As tachas pertenciam à Fazenda Crispins, de cem anos de eternidade.
E
houve a rebordosa. Concorridos de repente, a cavalo todos, enchiam a
beira do engenho, eram o bando, zingaralhada. — Mercês! —
perseguidos, clamavam ajuda; e pela ganjã castelã prometiam rezar
em matrizes e ermidas. — Ah, manucho! — vocavam
Siozorinho.
À
frente, montadas de banda, as ciganas Demétria e Constantina. Rulú,
barba em duas pontas. Guitchil o com topete. Aníssia, de escanchadas
pernas, descalça, como um deleite e alvor. Recordavam motes: —
Vós e as flores... — em impo, finaldo entoou Florflor, o
Sonhado Moço. Vinha de um romance, qual que se suicidado por paixão,
pulando no rio, correntezas o rodavam à cachoeira... — Sinhalice
caraminholava.
Já
armada vinha a gente da terra, contra eles, denunciados: porquanto os
ladinos, tramposos, quetrefes, tudo na fingitura tinham perfeito, o
que urdem em grupo, a fito de pilharem o redor, as fazendas. Diziam
assim. Sanhavam por puni-los, pegados.
— Vós...
— os quicos apelavam para o Senhor. Senhozório ficou do
tamanho do socorro.
— Aqui,
não buliram em nada... — em fim ele resolveu, prestava-lhes
proteção, já se viu, erguido o pulso. Mais não precisava. Tiravam
atrás os da acossa, desfazendo-se, por maior respeito. Senhozório
mandava. Os ciganos eram um colorido. Louvavam-no, tão, à rapa de
guais, xingos, cantos, incutiam festa da alegre tristeza.
Saíam
embora agora, adeus, adeus, à farrapompa, se estugando, aquela
consequência, por toda a estrada. Siantônia queria: se um dia eles
voltavam à Terra-Santa... Sinhiza sozinha podia descer, aonde em
fogo de sociedade à noite antes tangiam violão, ao olor odor de
laranjeiras e pocilgas, já de longe mesclados. Indo tanto a certo
esmo, se salvos, viver por dourados tempos, os ciganos, era fim de
agosto, num fechar desapareciam.
A
Fazenda Crispins parava deixada no centro de tantas léguas, matas,
campos e várzeas, no meio do mundo, debaixo de nuvens.
Senhozório,
sem se arreminar, não chamou o filho, da melancolia: houvesse este
ainda de invejar bravatas. Ia porém preto lidar, às roças, às
cercas, nas mãos a dureza do calêjo. Cabisbaixado, entrequanto.

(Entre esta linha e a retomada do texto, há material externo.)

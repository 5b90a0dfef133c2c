// argus-store/src/lib.rs
// ============================================================================
// Module: Argus Document Store
// Description: The `DocumentStore` trait every backend implements, plus an
//   in-memory implementation used by tests and the determinism harness.
// Purpose: Give the pipeline one storage abstraction regardless of whether
//   documents ultimately land in an Elasticsearch-compatible cluster or a
//   process-local map.
// Dependencies: argus-core, serde_json, thiserror
// ============================================================================

//! ## Overview
//! [`InMemoryDocumentStore`] mirrors the shape of a shared, mutex-guarded
//! map keyed by index then by document id, the same pattern a process-local
//! run-state store would use to back a single-node test double. It supports
//! fault injection (`fail_ids`, `throw_on_bulk`) so writer and retry-taxonomy
//! tests do not need a real HTTP server.

use std::collections::BTreeMap;
use std::collections::HashSet;
use std::sync::Mutex;

/// Errors a [`DocumentStore`] implementation may return.
#[derive(Debug, thiserror::Error, PartialEq, Eq)]
pub enum StoreError {
    /// The underlying transport (HTTP, or a simulated fault) failed.
    #[error("document store transport error: {0}")]
    Transport(String),
    /// A lock was poisoned by a panic in another thread.
    #[error("document store lock poisoned")]
    Poisoned,
    /// A live index's mapping no longer matches its frozen contract.
    #[error("mapping drift detected on index `{0}`")]
    MappingDrift(String),
}

/// Refresh policy for a bulk write, mirroring the Elasticsearch `refresh`
/// query parameter. The pipeline's default is [`RefreshPolicy::WaitFor`].
#[derive(Debug, Clone, Copy, PartialEq, Eq, Default)]
pub enum RefreshPolicy {
    /// Block until the write is visible to subsequent reads.
    #[default]
    WaitFor,
    /// Do not wait for visibility.
    False,
}

/// Options controlling a single [`DocumentStore::bulk_upsert`] call.
#[derive(Debug, Clone, Default)]
pub struct BulkOptions {
    /// Refresh policy for this batch.
    pub refresh: RefreshPolicy,
}

/// A single document to upsert, paired with its required id.
#[derive(Debug, Clone)]
pub struct BulkDoc {
    /// Document id; MUST equal `body[idField]` per the writer contract.
    pub id: String,
    /// Document body.
    pub body: serde_json::Value,
}

/// Outcome of a single document within a bulk request.
#[derive(Debug, Clone, PartialEq, Eq)]
pub enum BulkItemStatus {
    /// The document did not previously exist and was created.
    Created,
    /// The document previously existed and was overwritten.
    Updated,
    /// The document failed to write.
    Failed {
        /// Human-readable failure reason.
        reason: String,
    },
}

/// Per-document result within a [`BulkReport`].
#[derive(Debug, Clone, PartialEq, Eq)]
pub struct BulkItemResult {
    /// Document id this result describes.
    pub id: String,
    /// Outcome for this document.
    pub status: BulkItemStatus,
}

/// Aggregate result of a [`DocumentStore::bulk_upsert`] call.
#[derive(Debug, Clone, Default)]
pub struct BulkReport {
    /// Number of documents submitted.
    pub attempted: usize,
    /// Number of documents that succeeded (created or updated).
    pub succeeded: usize,
    /// Number of documents that failed.
    pub failed: usize,
    /// Per-document results, in submission order.
    pub items: Vec<BulkItemResult>,
}

/// Result of a [`DocumentStore::delete_by_run_id`] call.
#[derive(Debug, Clone, Default)]
pub struct DeleteReport {
    /// Number of documents deleted, keyed by index name.
    pub deleted_by_index: BTreeMap<String, usize>,
}

/// Storage abstraction for indexed, bulk-upsertable documents.
pub trait DocumentStore: Send + Sync {
    /// Pre-sorts `docs` by id and upserts them into `index`.
    ///
    /// # Errors
    ///
    /// Returns [`StoreError`] when the transport itself fails; a partial
    /// per-document failure is reported in [`BulkReport`], not as an `Err`.
    fn bulk_upsert(&self, index: &str, docs: Vec<BulkDoc>, opts: &BulkOptions) -> Result<BulkReport, StoreError>;

    /// Fetches a single document by id.
    ///
    /// # Errors
    ///
    /// Returns [`StoreError`] on transport failure.
    fn get_by_id(&self, index: &str, id: &str) -> Result<Option<serde_json::Value>, StoreError>;

    /// Lists every document in `index`, sorted by id.
    ///
    /// # Errors
    ///
    /// Returns [`StoreError`] on transport failure.
    fn list(&self, index: &str) -> Result<Vec<serde_json::Value>, StoreError>;

    /// Deletes every document whose `runId` field equals `run_id`, across
    /// `indexes` (or every known index when `None`).
    ///
    /// # Errors
    ///
    /// Returns [`StoreError`] on transport failure.
    fn delete_by_run_id(&self, run_id: &str, indexes: Option<&[&str]>) -> Result<DeleteReport, StoreError>;
}

/// In-memory [`DocumentStore`] used by tests and the determinism harness.
pub struct InMemoryDocumentStore {
    indexes: Mutex<BTreeMap<String, BTreeMap<String, serde_json::Value>>>,
    fail_ids: Mutex<HashSet<String>>,
    throw_on_bulk: Mutex<bool>,
}

impl Default for InMemoryDocumentStore {
    fn default() -> Self {
        Self::new()
    }
}

impl InMemoryDocumentStore {
    /// Creates an empty store with no fault injection configured.
    #[must_use]
    pub fn new() -> Self {
        Self { indexes: Mutex::new(BTreeMap::new()), fail_ids: Mutex::new(HashSet::new()), throw_on_bulk: Mutex::new(false) }
    }

    /// Configures specific document ids to fail on the next (and every
    /// subsequent) bulk write, simulating `BULK_ITEM_FAILED`.
    ///
    /// # Panics
    ///
    /// Panics only if the internal lock was poisoned by an earlier panic in
    /// another thread, which would indicate an already-corrupted test
    /// fixture.
    pub fn set_fail_ids(&self, ids: impl IntoIterator<Item = String>) {
        let mut guard = self.fail_ids.lock().unwrap_or_else(std::sync::PoisonError::into_inner);
        *guard = ids.into_iter().collect();
    }

    /// Configures every subsequent `bulk_upsert` call to fail at the
    /// transport level, simulating a dropped connection.
    ///
    /// # Panics
    ///
    /// Panics only if the internal lock was poisoned by an earlier panic in
    /// another thread.
    pub fn set_throw_on_bulk(&self, throw: bool) {
        let mut guard = self.throw_on_bulk.lock().unwrap_or_else(std::sync::PoisonError::into_inner);
        *guard = throw;
    }
}

impl DocumentStore for InMemoryDocumentStore {
    fn bulk_upsert(&self, index: &str, mut docs: Vec<BulkDoc>, _opts: &BulkOptions) -> Result<BulkReport, StoreError> {
        if *self.throw_on_bulk.lock().map_err(|_| StoreError::Poisoned)? {
            return Err(StoreError::Transport("simulated bulk transport failure".to_string()));
        }
        docs.sort_by(|a, b| a.id.cmp(&b.id));

        let fail_ids = self.fail_ids.lock().map_err(|_| StoreError::Poisoned)?.clone();
        let mut indexes = self.indexes.lock().map_err(|_| StoreError::Poisoned)?;
        let table = indexes.entry(index.to_string()).or_default();

        let mut report = BulkReport { attempted: docs.len(), ..BulkReport::default() };
        for doc in docs {
            if fail_ids.contains(&doc.id) {
                report.failed += 1;
                report.items.push(BulkItemResult { id: doc.id, status: BulkItemStatus::Failed { reason: "injected failure".to_string() } });
                continue;
            }
            let status = if table.insert(doc.id.clone(), doc.body).is_some() { BulkItemStatus::Updated } else { BulkItemStatus::Created };
            report.succeeded += 1;
            report.items.push(BulkItemResult { id: doc.id, status });
        }
        Ok(report)
    }

    fn get_by_id(&self, index: &str, id: &str) -> Result<Option<serde_json::Value>, StoreError> {
        let indexes = self.indexes.lock().map_err(|_| StoreError::Poisoned)?;
        Ok(indexes.get(index).and_then(|table| table.get(id)).cloned())
    }

    fn list(&self, index: &str) -> Result<Vec<serde_json::Value>, StoreError> {
        let indexes = self.indexes.lock().map_err(|_| StoreError::Poisoned)?;
        Ok(indexes.get(index).map(|table| table.values().cloned().collect()).unwrap_or_default())
    }

    fn delete_by_run_id(&self, run_id: &str, indexes_filter: Option<&[&str]>) -> Result<DeleteReport, StoreError> {
        let mut indexes = self.indexes.lock().map_err(|_| StoreError::Poisoned)?;
        let mut report = DeleteReport::default();
        for (index, table) in indexes.iter_mut() {
            if let Some(filter) = indexes_filter
                && !filter.contains(&index.as_str())
            {
                continue;
            }
            let before = table.len();
            table.retain(|_, body| body.get("runId").and_then(serde_json::Value::as_str) != Some(run_id));
            let removed = before - table.len();
            if removed > 0 {
                report.deleted_by_index.insert(index.clone(), removed);
            }
        }
        Ok(report)
    }
}

#[cfg(test)]
mod tests {
    use super::*;

    #[test]
    fn bulk_upsert_sorts_and_reports_per_document_results() {
        let store = InMemoryDocumentStore::new();
        let docs = vec![
            BulkDoc { id: "b".to_string(), body: serde_json::json!({"runId": "r1"}) },
            BulkDoc { id: "a".to_string(), body: serde_json::json!({"runId": "r1"}) },
        ];
        let report = store.bulk_upsert("findings", docs, &BulkOptions::default()).expect("ok");
        assert_eq!(report.attempted, 2);
        assert_eq!(report.succeeded, 2);
        assert_eq!(report.items[0].id, "a");
        assert_eq!(report.items[1].id, "b");
    }

    #[test]
    fn fail_ids_surface_as_partial_failures() {
        let store = InMemoryDocumentStore::new();
        store.set_fail_ids(["bad".to_string()]);
        let docs = vec![
            BulkDoc { id: "bad".to_string(), body: serde_json::json!({}) },
            BulkDoc { id: "good".to_string(), body: serde_json::json!({}) },
        ];
        let report = store.bulk_upsert("findings", docs, &BulkOptions::default()).expect("ok");
        assert_eq!(report.succeeded, 1);
        assert_eq!(report.failed, 1);
    }

    #[test]
    fn throw_on_bulk_returns_transport_error() {
        let store = InMemoryDocumentStore::new();
        store.set_throw_on_bulk(true);
        let err = store.bulk_upsert("findings", vec![], &BulkOptions::default());
        assert!(matches!(err, Err(StoreError::Transport(_))));
    }

    #[test]
    fn delete_by_run_id_removes_matching_documents_only() {
        let store = InMemoryDocumentStore::new();
        store
            .bulk_upsert(
                "findings",
                vec![
                    BulkDoc { id: "a".to_string(), body: serde_json::json!({"runId": "r1"}) },
                    BulkDoc { id: "b".to_string(), body: serde_json::json!({"runId": "r2"}) },
                ],
                &BulkOptions::default(),
            )
            .expect("ok");
        let report = store.delete_by_run_id("r1", None).expect("ok");
        assert_eq!(report.deleted_by_index.get("findings"), Some(&1));
        assert_eq!(store.list("findings").expect("ok").len(), 1);
    }
}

Perturbava-o o eco de horas, fantasia, caprichice. Dali via o rumo do
Riachão, vão, veio à beira, onde as árvores se usurpam. A água —
nela cuspiu — passante, sem cessação. — Quando um dia um for
para morrer, há-de ter saudade de tanta coisa... — ele só se
disse, pegou o mugido de um boi, botou no bolso. Andando à-toa,
pisava o cheiro de capins e rotas ervas.